Animal protein, she adds, has its place, but balance matters. “It’s not that animal protein is bad,” she says, “but if that’s all you eat, it’s inflammatory. We need a plant-forward diet.

Focus on the dark, leafy greens and colorful vegetables. They contain the antioxidants that protect our cells.”

For midlife women, menopause often marks what Enzmann calls “a biological inflection point.” The loss of estrogen, she explains, can reveal problems that were quietly building for years. “Estrogen is like a big anti-inflammatory molecule—it’s our diplomat,” she says.

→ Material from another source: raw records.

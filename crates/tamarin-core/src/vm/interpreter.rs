//! The bytecode interpreter.
//!
//! A frame is a program counter and operand stack over the shared code
//! buffer; function calls spawn a child frame recursively, so guest
//! recursion rides on host recursion. The VM itself owns everything
//! frames share: the scope arena, the object heap, and the ambient
//! (embedder-supplied) global environment.

use std::sync::Arc;

use rustc_hash::FxHashMap;
use tracing::trace;

use super::comparison::{abstract_equals, relational, strict_equals};
use crate::compiler::{CompiledProgram, Opcode};
use crate::runtime::value::number_to_string;
use crate::runtime::{Callable, Closure, RuntimeObject, ScopeArena, ScopeId, Value};
use crate::{Error, Result};

/// The virtual machine. State persists across runs, so successive
/// evaluations against one VM share globals, heap objects, and closures.
pub struct Vm {
    scopes: ScopeArena,
    heap: Vec<RuntimeObject>,
    globals: FxHashMap<String, Value>,
    global_scope: ScopeId,
}
// ============================================================================
// Completion value and script shape
// ============================================================================

#[test]
fn test_final_expression_is_result() {
    assert_eq!(eval_number("var x = 1; x + 2;"), 3.0);
}

#[test]
fn test_script_without_trailing_expression_is_undefined() {
    assert!(eval("var x = 1;").is_undefined());
    assert!(eval("").is_undefined());
}

#[test]
fn test_top_level_return() {
    assert_eq!(eval_number("var x = 1; return 99; 5;"), 99.0);
}

// ============================================================================
// Arithmetic, strings, coercion
// ============================================================================

#[test]
fn test_arithmetic() {
    assert_eq!(eval_number("5 + 3;"), 8.0);
    assert_eq!(eval_number("10 - 4;"), 6.0);
    assert_eq!(eval_number("6 * 7;"), 42.0);
    assert_eq!(eval_number("10 / 4;"), 2.5);
    assert_eq!(eval_number("17 % 5;"), 2.0);
    assert_eq!(eval_number("-7 % 3;"), -1.0);
    assert_eq!(eval_number("2 ** 10;"), 1024.0);
}

#[test]
fn test_string_concatenation_coerces_numbers() {
    assert_eq!(eval_string("'a' + 1;"), "a1");
    assert_eq!(eval_string("1 + 'a';"), "1a");
    assert_eq!(eval_string("'' + 1.5;"), "1.5");
    assert_eq!(eval_string("'' + true;"), "true");
    assert_eq!(eval_string("'' + null;"), "null");
}

#[test]
fn test_numeric_coercion_of_strings() {
    assert_eq!(eval_number("'6' * '7';"), 42.0);
    assert_eq!(eval_number("'10' - 1;"), 9.0);
    assert!(eval_number("'x' - 1;").is_nan());
}

#[test]
fn test_unary_operators() {
    assert_eq!(eval_number("-5;"), -5.0);
    assert_eq!(eval_number("+5;"), 5.0);
    assert_eq!(eval_bool("!0;"), true);
    assert_eq!(eval_bool("!'x';"), false);
    assert_eq!(eval_number("~5;"), -6.0);
    assert!(eval("void 42;").is_undefined());
}

#[test]
fn test_bitwise_operators() {
    assert_eq!(eval_number("5 & 3;"), 1.0);
    assert_eq!(eval_number("5 | 3;"), 7.0);
    assert_eq!(eval_number("5 ^ 3;"), 6.0);
    assert_eq!(eval_number("4 << 1;"), 8.0);
    assert_eq!(eval_number("-8 >> 1;"), -4.0);
    assert_eq!(eval_number("-1 >>> 28;"), 15.0);
}

// ============================================================================
// Equality and comparison
// ============================================================================

#[test]
fn test_equality() {
    assert!(eval_bool("1 == '1';"));
    assert!(!eval_bool("1 === '1';"));
    assert!(eval_bool("null == undefined;"));
    assert!(!eval_bool("null === undefined;"));
    assert!(eval_bool("NaN !== NaN;"));
    assert!(eval_bool("1 !== 2;"));
    assert!(!eval_bool("NaN == NaN;"));
}

#[test]
fn test_relational() {
    assert!(eval_bool("1 < 2;"));
    assert!(eval_bool("2 >= 2;"));
    assert!(eval_bool("'apple' < 'banana';"));
    assert!(eval_bool("'10' < 9;") == false);
}

#[test]
fn test_typeof() {
    assert_eq!(eval_string("typeof 42;"), "number");
    assert_eq!(eval_string("typeof 'x';"), "string");
    assert_eq!(eval_string("typeof true;"), "boolean");
    assert_eq!(eval_string("typeof undefined;"), "undefined");
    assert_eq!(eval_string("typeof null;"), "object");
    assert_eq!(eval_string("typeof {};"), "object");
    assert_eq!(eval_string("typeof function () {};"), "function");
}

#[test]
fn test_typeof_undeclared_is_undefined() {
    assert_eq!(eval_string("typeof never_declared_anywhere;"), "undefined");
}

// ============================================================================
// Control flow
// ============================================================================

#[test]
fn test_if_else() {
    assert_eq!(eval_number("var x; if (true) { x = 1; } else { x = 2; } x;"), 1.0);
    assert_eq!(eval_number("var x; if (0) { x = 1; } else { x = 2; } x;"), 2.0);
}

#[test]
fn test_while_loop() {
    assert_eq!(
        eval_number("var sum = 0; var i = 1; while (i <= 5) { sum += i; i++; } sum;"),
        15.0
    );
}

#[test]
fn test_for_loop_accumulates_string() {
    assert_eq!(
        eval_string("var s = ''; for (var i = 0; i < 3; i++) s += i; s;"),
        "012"
    );
}

#[test]
fn test_for_loop_initially_false_test_skips_body() {
    assert_eq!(eval_number("var n = 0; for (var i = 5; i < 5; i++) n++; n;"), 0.0);
}
//! Bytecode disassembler.
//!
//! Renders an assembled byte stream as a listing, one opcode per line with
//! its byte offset and decoded immediate. Used by the CLI `disasm`
//! subcommand and by tests when a compilation needs eyeballing.

use super::opcode::Opcode;
use crate::{Error, Result};

/// Disassembles a full byte stream into a listing.
pub fn disassemble(code: &[u8]) -> Result<String> {
    let mut out = String::new();
    let mut pc = 0usize;
    while pc < code.len() {
        let (line, next) = disassemble_one(code, pc)?;
        out.push_str(&line);
        out.push('\n');
        pc = next;
    }
    Ok(out)
}

/// Disassembles the instruction at `pc`, returning its rendering and the
/// offset of the next instruction.
pub fn disassemble_one(code: &[u8], pc: usize) -> Result<(String, usize)> {
    let op = Opcode::try_from(code[pc])?;
    let mut next = pc + 1;

    let line = match op {
        Opcode::Num => {
            let bytes: [u8; 8] = code
                .get(next..next + 8)
                .ok_or_else(|| truncated(pc))?
                .try_into()
                .unwrap();
            next += 8;
            format!("{:06} {:<8}{}", pc, op.mnemonic(), f64::from_bits(u64::from_be_bytes(bytes)))
        }
        Opcode::Addr => {
            let bytes: [u8; 4] = code
                .get(next..next + 4)
                .ok_or_else(|| truncated(pc))?
                .try_into()
                .unwrap();
            next += 4;
            format!("{:06} {:<8}{:#010x}", pc, op.mnemonic(), u32::from_be_bytes(bytes))
        }
        Opcode::Str => {
            let mut units = Vec::new();
            loop {
                let pair = code.get(next..next + 2).ok_or_else(|| truncated(pc))?;
                next += 2;
                let unit = u16::from_be_bytes([pair[0], pair[1]]);
                if unit == 0 {
                    break;
                }
                units.push(unit);
            }
            let text = String::from_utf16_lossy(&units);
            format!("{:06} {:<8}{:?}", pc, op.mnemonic(), text)
        }
        _ => format!("{:06} {}", pc, op.mnemonic()),
    };

    Ok((line, next))
}

fn truncated(pc: usize) -> Error {
    Error::Bytecode(format!("truncated immediate at offset {}", pc))
}

#[cfg(test)]
mod tests {
    use super::*;
    use crate::compiler::emitter::Emitter;
    use crate::compiler::assembler::assemble;

    #[test]
    fn test_disassemble_immediates() {
        let mut emitter = Emitter::new();
        emitter.write_number(3.5);
        emitter.write_string("hi").unwrap();
        emitter.write_op(Opcode::Add);
        emitter.write_op(Opcode::Ret);
        let (bytes, _) = assemble(emitter.instructions()).unwrap();

        let listing = disassemble(&bytes).unwrap();
        assert!(listing.contains("NUM"));
        assert!(listing.contains("3.5"));
        assert!(listing.contains("\"hi\""));
        assert!(listing.contains("ADD"));
        assert!(listing.contains("RET"));
    }

    #[test]
    fn test_disassemble_truncated_number() {
        let bytes = vec![Opcode::Num as u8, 0x00, 0x01];
        assert!(disassemble(&bytes).is_err());
    }

    #[test]
    fn test_disassemble_unknown_opcode() {
        assert!(disassemble(&[0xEE]).is_err());
    }
}
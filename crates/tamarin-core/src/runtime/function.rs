//! Function values: bytecode closures and host functions.

use std::sync::Arc;

use super::scope::ScopeId;
use super::value::Value;
use crate::Result;

/// A bytecode closure: an entry address into the shared code buffer plus
/// the scope captured at creation.
#[derive(Debug, Clone)]
pub struct Closure {
    /// Display name; named function expressions bind it for self-reference.
    pub name: Option<String>,
    /// Declared parameter count. Exposed for introspection; the VM does not
    /// enforce it.
    pub arity: u32,
    /// Absolute entry offset into `code`.
    pub entry: u32,
    /// The scope of the frame that executed FUNC (lexical capture).
    pub scope: ScopeId,
    /// The shared code buffer this closure runs in.
    pub code: Arc<[u8]>,
}

/// A host function provided by the embedder.
pub type NativeFn = fn(&[Value]) -> Result<Value>;

/// A callable value: a guest closure or a host function.
pub enum Callable {
    /// A bytecode closure
    Closure(Closure),
    /// A host function
    Native {
        /// The function name
        name: String,
        /// The arity (-1 for variadic)
        arity: i32,
        /// The host function pointer
        func: NativeFn,
    },
}

impl Callable {
    /// The display name, if any.
    pub fn name(&self) -> Option<&str> {
        match self {
            Callable::Closure(closure) => closure.name.as_deref(),
            Callable::Native { name, .. } => Some(name),
        }
    }

    /// The declared parameter count.
    pub fn arity(&self) -> f64 {
        match self {
            Callable::Closure(closure) => closure.arity as f64,
            Callable::Native { arity, .. } => *arity as f64,
        }
    }
}

impl std::fmt::Debug for Callable {
    fn fmt(&self, f: &mut std::fmt::Formatter<'_>) -> std::fmt::Result {
        match self {
            Callable::Closure(closure) => write!(f, "Closure({:?} @{})", closure.name, closure.entry),
            Callable::Native { name, .. } => write!(f, "Native({})", name),
        }
    }
}
//! Symbolic instruction buffer.
//!
//! The code generator appends symbolic instructions here; the assembler
//! resolves label references into absolute offsets and packs the byte
//! stream. Number and string immediates are encoded at emission time so the
//! assembler only has to deal with layout.

use super::opcode::Opcode;
use crate::{Error, Result};

/// A symbolic instruction, pre-assembly.
#[derive(Debug, Clone, PartialEq)]
pub enum Instruction {
    /// A label definition (occupies no bytes)
    Label(String),
    /// A 4-byte placeholder resolved to the named label's offset
    Reference(String),
    /// An opcode, with an optional listing comment
    Op(Opcode, Option<String>),
    /// Raw immediate bytes following an opcode
    Data(Vec<u8>),
    /// A listing-only comment (occupies no bytes)
    Comment(String),
}

impl Instruction {
    /// The number of bytes this instruction occupies in the assembled stream.
    pub fn byte_len(&self) -> usize {
        match self {
            Instruction::Label(_) | Instruction::Comment(_) => 0,
            Instruction::Reference(_) => 4,
            Instruction::Op(_, _) => 1,
            Instruction::Data(bytes) => bytes.len(),
        }
    }
}

/// Append-only buffer of symbolic instructions.
#[derive(Debug, Default)]
pub struct Emitter {
    instructions: Vec<Instruction>,
}

impl Emitter {
    /// Creates an empty emitter.
    pub fn new() -> Self {
        Self::default()
    }

    /// The emitted instructions.
    pub fn instructions(&self) -> &[Instruction] {
        &self.instructions
    }

    /// Consumes the emitter, yielding its instructions.
    pub fn into_instructions(self) -> Vec<Instruction> {
        self.instructions
    }

    /// Defines a label at the current position.
    pub fn write_label(&mut self, name: impl Into<String>) {
        self.instructions.push(Instruction::Label(name.into()));
    }

    /// Emits an ADDR opcode followed by a reference to be resolved at
    /// assembly.
    pub fn write_reference(&mut self, name: impl Into<String>) {
        self.instructions.push(Instruction::Op(Opcode::Addr, None));
        self.instructions.push(Instruction::Reference(name.into()));
    }

    /// Emits a bare opcode.
    pub fn write_op(&mut self, op: Opcode) {
        self.instructions.push(Instruction::Op(op, None));
    }

    /// Emits an opcode with a listing comment.
    pub fn write_op_with(&mut self, op: Opcode, comment: impl Into<String>) {
        self.instructions
            .push(Instruction::Op(op, Some(comment.into())));
    }

    /// Emits a NUM opcode followed by the 8-byte big-endian IEEE-754
    /// encoding of `n`.
    pub fn write_number(&mut self, n: f64) {
        self.write_op_with(Opcode::Num, format!("{}", n));
        self.instructions
            .push(Instruction::Data(n.to_bits().to_be_bytes().to_vec()));
    }

    /// Emits a STR opcode followed by the big-endian UTF-16 code units of
    /// `s` and a 0x0000 terminator. Strings may not contain U+0000.
    pub fn write_string(&mut self, s: &str) -> Result<()> {
        let mut bytes = Vec::with_capacity(s.len() * 2 + 2);
        for unit in s.encode_utf16() {
            if unit == 0 {
                return Err(Error::Syntax(
                    "string literals may not contain U+0000".to_string(),
                ));
            }
            bytes.extend_from_slice(&unit.to_be_bytes());
        }
        bytes.extend_from_slice(&[0, 0]);
        self.write_op_with(Opcode::Str, format!("{:?}", s));
        self.instructions.push(Instruction::Data(bytes));
        Ok(())
    }

    /// Emits a listing-only comment.
    pub fn write_comment(&mut self, text: impl Into<String>) {
        self.instructions.push(Instruction::Comment(text.into()));
    }

    /// Renders the pre-assembly listing, one instruction per line.
    pub fn listing(&self) -> String {
        let mut out = String::new();
        for inst in &self.instructions {
            match inst {
                Instruction::Label(name) => out.push_str(&format!("{}:\n", name)),
                Instruction::Reference(name) => out.push_str(&format!("    -> {}\n", name)),
                Instruction::Op(op, Some(comment)) => {
                    out.push_str(&format!("    {:<8}; {}\n", op.mnemonic(), comment))
                }
                Instruction::Op(op, None) => out.push_str(&format!("    {}\n", op.mnemonic())),
                Instruction::Data(bytes) => {
                    out.push_str(&format!("    .data {} bytes\n", bytes.len()))
                }
                Instruction::Comment(text) => out.push_str(&format!("; {}\n", text)),
            }
        }
        out
    }
}

#[cfg(test)]
mod tests {
    use super::*;

    #[test]
    fn test_write_number_encoding() {
        let mut emitter = Emitter::new();
        emitter.write_number(1.0);
        let insts = emitter.instructions();
        assert_eq!(insts.len(), 2);
        assert!(matches!(insts[0], Instruction::Op(Opcode::Num, _)));
        match &insts[1] {
            Instruction::Data(bytes) => {
                assert_eq!(bytes.as_slice(), &1.0f64.to_bits().to_be_bytes());
            }
            other => panic!("expected data, got {:?}", other),
        }
    }

    #[test]
    fn test_write_string_encoding() {
        let mut emitter = Emitter::new();
        emitter.write_string("ab").unwrap();
        match &emitter.instructions()[1] {
            Instruction::Data(bytes) => {
                assert_eq!(bytes.as_slice(), &[0x00, 0x61, 0x00, 0x62, 0x00, 0x00]);
            }
            other => panic!("expected data, got {:?}", other),
        }
    }

    #[test]
    fn test_write_string_rejects_nul() {
        let mut emitter = Emitter::new();
        assert!(emitter.write_string("a\0b").is_err());
    }

    #[test]
    fn test_reference_emits_addr_opcode() {
        let mut emitter = Emitter::new();
        emitter.write_reference(".end_1");
        let insts = emitter.instructions();
        assert!(matches!(insts[0], Instruction::Op(Opcode::Addr, _)));
        assert!(matches!(insts[1], Instruction::Reference(_)));
    }

    #[test]
    fn test_byte_lengths() {
        assert_eq!(Instruction::Label("x".into()).byte_len(), 0);
        assert_eq!(Instruction::Comment("c".into()).byte_len(), 0);
        assert_eq!(Instruction::Reference("x".into()).byte_len(), 4);
        assert_eq!(Instruction::Op(Opcode::Nop, None).byte_len(), 1);
        assert_eq!(Instruction::Data(vec![0; 8]).byte_len(), 8);
    }
}
// This Source Code Form is subject to the terms of the Mozilla Public
// License, v. 2.0. If a copy of the MPL was not distributed with this
// file, You can obtain one at https://mozilla.org/MPL/2.0/.
//
// Copyright (c) 2025 Pegasus Heavy Industries, LLC

//! # tamarin-core
//!
//! A bytecode compiler and stack virtual machine for an ES3-style
//! scripting subset, implemented in Rust.
//!
//! ## Overview
//!
//! This crate provides a small but complete execution pipeline:
//! - Lexer and recursive-descent parser for the supported subset
//! - A two-pass compiler: declaration hoisting and block discovery, then
//!   lowering to a label-addressed instruction stream, assembled into a
//!   flat big-endian byte sequence
//! - A stack VM with chained lexical scopes, first-class closures, and an
//!   embedder-supplied ambient environment
//!
//! ## Quick Start
//!
//! ```rust
//! use tamarin_core::{Engine, Value};
//!
//! let mut engine = Engine::new();
//! let result = engine.eval("var x = 1; x + 2;").unwrap();
//! assert_eq!(result, Value::Number(3.0));
//! ```

#![warn(missing_docs)]
#![warn(clippy::all)]

pub mod ast;
pub mod builtins;
pub mod compiler;
pub mod lexer;
pub mod parser;
pub mod runtime;
pub mod vm;

use std::path::Path;

use thiserror::Error as ThisError;

pub use compiler::CompiledProgram;
pub use runtime::{NativeFn, Value};
pub use vm::Vm;

/// Result type for engine operations.
pub type Result<T> = std::result::Result<T, Error>;

/// Errors that can occur during compilation or execution.
///
/// Every error is fatal to the current run; the guest language has no
/// error handling of its own.
#[derive(Debug, Clone, ThisError)]
pub enum Error {
    /// Lex or parse error
    #[error("SyntaxError: {0}")]
    Syntax(String),

    /// Statement form outside the supported subset
    #[error("unsupported syntax: {0}")]
    Unsupported(String),

    /// Unresolved variable reference in a non-global scope
    #[error("ReferenceError: {0} is not defined")]
    Reference(String),

    /// Type error during execution
    #[error("TypeError: {0}")]
    Type(String),

    /// Byte not in the opcode table
    #[error("unknown opcode 0x{0:02x}")]
    UnknownOpcode(u8),

    /// Truncated immediate, bad label, or corrupted operand stack
    #[error("malformed bytecode: {0}")]
    Bytecode(String),

    /// I/O error
    #[error("IOError: {0}")]
    Io(String),
}

/// The engine: a persistent VM plus the compile pipeline.
///
/// State survives across [`Engine::eval`] calls, so globals defined by one
/// script are visible to the next and closures stay callable (each keeps
/// its own code buffer alive).
pub struct Engine {
    vm: Vm,
}

impl Engine {
    /// Creates an engine with the default ambient environment installed.
    pub fn new() -> Self {
        let mut vm = Vm::new();
        builtins::install(vm.globals_mut());
        Self { vm }
    }

    /// Compiles source text into bytecode without executing it.
    pub fn compile(source: &str) -> Result<CompiledProgram> {
        let program = parser::Parser::new(source)?.parse_program()?;
        compiler::compile(&program)
    }

    /// Compiles and runs source text, returning the script's completion
    /// value.
    pub fn eval(&mut self, source: &str) -> Result<Value> {
        let program = Self::compile(source)?;
        self.vm.run(&program)
    }

    /// Evaluates a script file.
    pub fn eval_file(&mut self, path: &Path) -> Result<Value> {
        let source = std::fs::read_to_string(path).map_err(|e| Error::Io(e.to_string()))?;
        self.eval(&source)
    }

    /// Binds a value in the ambient global environment.
    pub fn set_global(&mut self, name: &str, value: Value) {
        self.vm.globals_mut().insert(name.to_string(), value);
    }

    /// Registers a host function in the ambient global environment.
    pub fn register_native(&mut self, name: &str, arity: i32, func: NativeFn) {
        use std::sync::Arc;
        self.vm.globals_mut().insert(
            name.to_string(),
            Value::Function(Arc::new(runtime::Callable::Native {
                name: name.to_string(),
                arity,
                func,
            })),
        );
    }

    /// The underlying VM, for embedders that need heap or scope access.
    pub fn vm_mut(&mut self) -> &mut Vm {
        &mut self.vm
    }
}

impl Default for Engine {
    fn default() -> Self {
        Self::new()
    }
}

#[cfg(test)]
mod tests {
    use super::*;

    #[test]
    fn test_engine_eval_expression() {
        let mut engine = Engine::new();
        assert_eq!(engine.eval("1 + 2;").unwrap(), Value::Number(3.0));
    }

    #[test]
    fn test_engine_state_persists_across_evals() {
        let mut engine = Engine::new();
        engine.eval("var counter = 10;").unwrap();
        assert_eq!(engine.eval("counter + 1;").unwrap(), Value::Number(11.0));
    }

    #[test]
    fn test_engine_set_global() {
        let mut engine = Engine::new();
        engine.set_global("answer", Value::Number(42.0));
        assert_eq!(engine.eval("answer;").unwrap(), Value::Number(42.0));
    }

    #[test]
    fn test_engine_register_native() {
        fn double(args: &[Value]) -> Result<Value> {
            Ok(Value::Number(args[0].to_number() * 2.0))
        }
        let mut engine = Engine::new();
        engine.register_native("double", 1, double);
        assert_eq!(engine.eval("double(21);").unwrap(), Value::Number(42.0));
    }

    #[test]
    fn test_compile_produces_bytecode() {
        let program = Engine::compile("var x = 1;").unwrap();
        assert!(!program.code.is_empty());
        assert!(program.labels.values().any(|offset| *offset == program.entry));
    }

    #[test]
    fn test_unsupported_syntax_is_reported() {
        let mut engine = Engine::new();
        assert!(matches!(
            engine.eval("try { f(); } catch (e) {}"),
            Err(Error::Unsupported(_))
        ));
    }
}
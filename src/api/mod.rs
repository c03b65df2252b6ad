//! API Module
//!
//! HTTP handlers and routing for the key-value service.
//!
//! # Endpoints
//! - `GET /kv/:key` - Retrieve a value by key
//! - `PUT /kv/:key` - Store a value under a key
//! - `DELETE /kv/:key` - Delete a key
//! - `GET /healthz` - Health check with process vitals
//! - `GET /` - Landing page

pub mod handlers;
mod index_page;
pub mod routes;

pub use handlers::*;
pub use routes::create_router;
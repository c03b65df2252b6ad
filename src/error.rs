//! Error types for the key-value service
//!
//! Provides unified error handling using thiserror.

use axum::{
    extract::rejection::JsonRejection,
    http::StatusCode,
    response::{IntoResponse, Response},
    Json,
};
use serde_json::json;
use thiserror::Error;
use tracing::error;

// == Api Error Enum ==
/// Unified error type for the key-value service.
#[derive(Error, Debug)]
pub enum ApiError {
    /// Key not found in the store
    #[error("Key not found: {0}")]
    KeyNotFound(String),

    /// No handler matched the request
    #[error("No route for {0}")]
    RouteNotFound(String),

    /// PUT body is missing the required `value` field
    #[error("value required")]
    ValueRequired,

    /// Request body exceeded the configured limit
    #[error("Request body too large")]
    PayloadTooLarge,

    /// Internal server error
    #[error("Internal error: {0}")]
    Internal(String),
}

impl From<JsonRejection> for ApiError {
    /// Maps body-extraction failures onto the service error model.
    ///
    /// Oversized bodies keep their 413 status; everything else (malformed
    /// JSON, missing content type) is treated as an internal fault.
    fn from(rejection: JsonRejection) -> Self {
        if rejection.status() == StatusCode::PAYLOAD_TOO_LARGE {
            ApiError::PayloadTooLarge
        } else {
            ApiError::Internal(format!("Body rejected: {rejection}"))
        }
    }
}

// == IntoResponse Implementation ==
impl IntoResponse for ApiError {
    fn into_response(self) -> Response {
        // Client-facing messages are fixed strings; the detail (missing
        // key, rejected body) stays in the server-side log only.
        let (status, message) = match &self {
            ApiError::KeyNotFound(_) | ApiError::RouteNotFound(_) => {
                (StatusCode::NOT_FOUND, "Not found")
            }
            ApiError::ValueRequired => (StatusCode::BAD_REQUEST, "value required"),
            ApiError::PayloadTooLarge => (StatusCode::PAYLOAD_TOO_LARGE, "Payload too large"),
            ApiError::Internal(detail) => {
                error!("Internal error while handling request: {detail}");
                (StatusCode::INTERNAL_SERVER_ERROR, "Internal server error")
            }
        };

        let body = Json(json!({
            "error": message
        }));

        (status, body).into_response()
    }
}

// == Result Type Alias ==
/// Convenience Result type for the key-value service.
pub type Result<T> = std::result::Result<T, ApiError>;

#[cfg(test)]
mod tests {
    use super::*;

    async fn response_parts(err: ApiError) -> (StatusCode, serde_json::Value) {
        let response = err.into_response();
        let status = response.status();
        let bytes = axum::body::to_bytes(response.into_body(), usize::MAX)
            .await
            .unwrap();
        (status, serde_json::from_slice(&bytes).unwrap())
    }

    #[tokio::test]
    async fn test_key_not_found_does_not_leak_key() {
        let (status, body) = response_parts(ApiError::KeyNotFound("secret".to_string())).await;
        assert_eq!(status, StatusCode::NOT_FOUND);
        assert_eq!(body["error"], "Not found");
    }

    #[tokio::test]
    async fn test_value_required_response() {
        let (status, body) = response_parts(ApiError::ValueRequired).await;
        assert_eq!(status, StatusCode::BAD_REQUEST);
        assert_eq!(body["error"], "value required");
    }

    #[tokio::test]
    async fn test_internal_error_is_generic() {
        let (status, body) =
            response_parts(ApiError::Internal("lock poisoned at store.rs".to_string())).await;
        assert_eq!(status, StatusCode::INTERNAL_SERVER_ERROR);
        assert_eq!(body["error"], "Internal server error");
    }
}
//! Landing Page
//!
//! Static HTML document describing the service and its endpoints. The only
//! dynamic piece is the configured port, substituted at render time.

const TEMPLATE: &str = r#"<!DOCTYPE html>
<html lang="en">
<head>
    <meta charset="UTF-8">
    <meta name="viewport" content="width=device-width, initial-scale=1.0">
    <title>memkv</title>
    <style>
        body {
            font-family: 'Segoe UI', Tahoma, Geneva, Verdana, sans-serif;
            background: #f5f7fa;
            color: #333;
            margin: 0;
            padding: 40px 20px;
            display: flex;
            justify-content: center;
        }
        .container {
            background: white;
            padding: 40px;
            border-radius: 12px;
            box-shadow: 0 4px 20px rgba(0, 0, 0, 0.08);
            max-width: 640px;
            width: 100%;
        }
        h1 {
            color: #2d3748;
            margin: 0 0 8px 0;
        }
        .subtitle {
            color: #718096;
            margin-bottom: 30px;
        }
        .endpoint {
            border-left: 4px solid #667eea;
            background: #f7f8fc;
            border-radius: 6px;
            padding: 14px 18px;
            margin-bottom: 14px;
        }
        .endpoint h3 {
            margin: 0 0 6px 0;
            font-family: monospace;
            font-size: 1em;
            color: #4a5568;
        }
        .endpoint p {
            margin: 0 0 6px 0;
            color: #718096;
            font-size: 0.95em;
        }
        code {
            display: block;
            background: #2d3748;
            color: #e2e8f0;
            border-radius: 4px;
            padding: 8px 10px;
            font-size: 0.85em;
            overflow-x: auto;
        }
        footer {
            margin-top: 24px;
            color: #a0aec0;
            font-size: 0.9em;
        }
    </style>
</head>
<body>
    <div class="container">
        <h1>memkv</h1>
        <p class="subtitle">An in-memory key-value store over HTTP, listening on port {port}.
           Values are arbitrary JSON and live only for the lifetime of the process.</p>

        <div class="endpoint">
            <h3>GET /healthz</h3>
            <p>Health check: status, timestamp, uptime, memory, load averages and port.</p>
            <code>curl http://localhost:{port}/healthz</code>
        </div>
        <div class="endpoint">
            <h3>GET /kv/:key</h3>
            <p>Retrieve the value stored under a key. 404 if the key is absent.</p>
            <code>curl http://localhost:{port}/kv/color</code>
        </div>
        <div class="endpoint">
            <h3>PUT /kv/:key</h3>
            <p>Store a JSON value under a key, overwriting any prior value.
               The body must contain a <strong>value</strong> field.</p>
            <code>curl -X PUT http://localhost:{port}/kv/color -H 'Content-Type: application/json' -d '{"value": "blue"}'</code>
        </div>
        <div class="endpoint">
            <h3>DELETE /kv/:key</h3>
            <p>Remove a key. Succeeds whether or not the key existed.</p>
            <code>curl -X DELETE http://localhost:{port}/kv/color</code>
        </div>

        <footer>memkv - no persistence, no auth, just a map behind a port.</footer>
    </div>
</body>
</html>
"#;

/// Renders the landing page for the configured port.
pub fn render(port: u16) -> String {
    TEMPLATE.replace("{port}", &port.to_string())
}

#[cfg(test)]
mod tests {
    use super::*;

    #[test]
    fn test_render_substitutes_port() {
        let page = render(3000);
        assert!(page.contains("listening on port 3000"));
        assert!(page.contains("http://localhost:3000/healthz"));
        assert!(!page.contains("{port}"));
    }

    #[test]
    fn test_render_lists_all_endpoints() {
        let page = render(3000);
        for endpoint in ["GET /healthz", "GET /kv/:key", "PUT /kv/:key", "DELETE /kv/:key"] {
            assert!(page.contains(endpoint), "missing {endpoint}");
        }
    }
}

“When it goes away, everything that’s been hidden under that blanket starts to show. Joint pain, fatigue after eating, belly fat, insomnia—they’re all signs of underlying imbalance.”

(Dr. Christina Enzmann: Jan Rickers)

But menopause doesn’t have to mean decline. “It’s a time to reflect on your health and make adjustments,” she says. Women who live in regions where people live significantly longer and healthier aren’t on hormone therapy, she says. “They move every day, eat whole foods, sleep well and have strong community ties. Those lifestyle factors are powerful.”

In perimenopause, Enzmann urges patients to focus on three pillars: metabolic health, stress and sleep. “That’s the moment to drop inflammatory foods, reduce sugar and manage stress intentionally,” she says. “The cortisol level is already elevated as we transition, so the stress we tolerated before suddenly becomes too much. It causes sleeplessness, insulin resistance, belly fat and mood changes.”

Sleep, she says, can make or break a woman’s metabolism. “One night of poor sleep can affect blood sugar for the next three days,” she says. “That’s how critical it is.” She advises women to go to bed before 11 p.m., keep bedrooms cool and dark and avoid screens. “You can’t override your internal clock. Deep, restful sleep is where the body repairs and resets.”

Her toolkit for better sleep is practical. “Make the room dark, use a sleep mask, take a hot bath before bed so your body cools afterward,” she says. “Magnesium glycinate is a good supplement—it calms the muscles and the brain. And for stress, adaptogens like ashwagandha can help protect the body from cortisol overload.”

She also believes connection and purpose are essential for health. “Relationships and meaning are longevity factors,” she says. “People who have close family, friends and purpose live longer. It’s not just emotional—it affects the brain and immune system.”

Beyond standard screenings like mammograms and colonoscopies, Enzmann recommends women over 50 monitor markers such as fasting insulin, hemoglobin A1C, thyroid function, ferritin, homocysteine and C-reactive protein, which measures inflammation. “These labs help us see what’s going on before disease develops,” she says. “Prevention is always easier than repair.”

She’s cautious about the growing use of weight-loss drugs such as GLP-1s. “They may help short-term, but they don’t change the underlying behavior,” she says. “Once you stop, the weight often comes back. We need to work with the root causes—nutrition, movement, mindset.”

In her practice, she’s seeing more women ready to do just that. “Many of my patients are coming not because something’s wrong, but because they want to understand their body better and prevent problems,” she says. “That’s a huge shift. They want to live long, but more importantly, they want to live well.”

She’s especially excited by new research on the microbiome—the ecosystem of bacteria in the gut, vagina and urinary tract—and its connection to hormones and brain health. “We used to think these systems were separate,” she says. “Now we know they influence each other. That’s the future of women’s medicine—seeing the body as one connected system.”

Asked for her advice for a long, vibrant life, Enzmann didn’t hesitate. “Protect your metabolism,” she says. “Build muscle, manage stress, feed your body real food and sleep before midnight. Those are the things that keep you young.”

“Women have more control than they think. Genetics are maybe 25 percent. Everything else is lifestyle,” she says.